I wrote a User-Defined Function that implements the FNV (Fowler-Voll-No) hash function for MySQL. I’m not the first person to do this—in fact, I was inspired by the Google patches for MySQL. But my implementation is a little bit different from most, in a very important way that leads directly to much higher performance, especially suited for the Maatkit tools.
A bit of background: FNV hashing is a very fast hash algorithm that operates in fixed memory. It is widely used in lots of important areas in computer science. My implementation requires absolutely no malloc()
calls, which is a darn good thing because I am not to be trusted with malloc()
, having spent too many years programming in managed languages. I made it return a 64-bit integer, which matches the size MySQL uses internally for most integer arithmetic.
The most important thing I did was make my UDF accept 1 to infinity arguments. That means you can hash entire rows with a single function call. And that is very useful for the Maatkit table-checksumming tools, which tend to run about 8-10 times faster when they don’t have to make MySQL do a bunch of string concatenation. That translates directly to less impact on the server, and less replica lag (if that is a problem for you).
Here’s how my implementation works:
SELECT FNV_64(col1, col2, col3, .... colN) FROM ...
Compare this to MD5() hashing that accomplishes the same thing:
SELECT MD5(CONCAT_WS('#', col1, col2, col3, .... colN)) FROM ...
The UDF’s code is distributed with Maatkit, and I plan to eventually build it as a binary that can be installed without requiring you to compile it. However, compiling is very easy; there are instructions in the source code comments. Installing is also easy: just a simple SQL statement.

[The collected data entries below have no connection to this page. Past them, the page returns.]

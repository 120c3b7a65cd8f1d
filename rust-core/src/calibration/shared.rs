//! Swap-on-write publication of the calibration baseline
//!
//! Single writer, many readers. A reader gets either the previous complete
//! baseline or the new complete one, never a mix.

use std::sync::{Arc, RwLock};

use super::CalibrationBaseline;

/// Published calibration baseline
#[derive(Clone, Default)]
pub struct SharedBaseline {
    inner: Arc<RwLock<Option<Arc<CalibrationBaseline>>>>,
}

impl SharedBaseline {
    pub fn new() -> Self {
        Self::default()
    }

    /// Replace the published baseline wholesale
    pub fn publish(&self, baseline: CalibrationBaseline) -> Arc<CalibrationBaseline> {
        let baseline = Arc::new(baseline);
        // A poisoned lock still holds a complete value; overwrite it.
        let mut slot = self.inner.write().unwrap_or_else(|e| e.into_inner());
        *slot = Some(Arc::clone(&baseline));
        baseline
    }

    /// Latest complete baseline, if any calibration has finished
    pub fn current(&self) -> Option<Arc<CalibrationBaseline>> {
        self.inner
            .read()
            .unwrap_or_else(|e| e.into_inner())
            .as_ref()
            .map(Arc::clone)
    }

    /// Forget the published baseline
    pub fn clear(&self) {
        *self.inner.write().unwrap_or_else(|e| e.into_inner()) = None;
    }
}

If you’re using Maatkit to make sure your replicas have the same data as their master, you should install the UDF on all your servers for a significant performance boost. You’ll save your servers a lot of work. You don’t need to do anything extra for Maatkit to take advantage of it. Maatkit will auto-detect it if you have it installed.
I’ve been running it in production for a couple of months now with nothing but good results. And the code is drop-dead simple, so I think the chance of bugs is very slim. But if you have questions, problems, bug reports etc, please use the Maatkit project page to report them.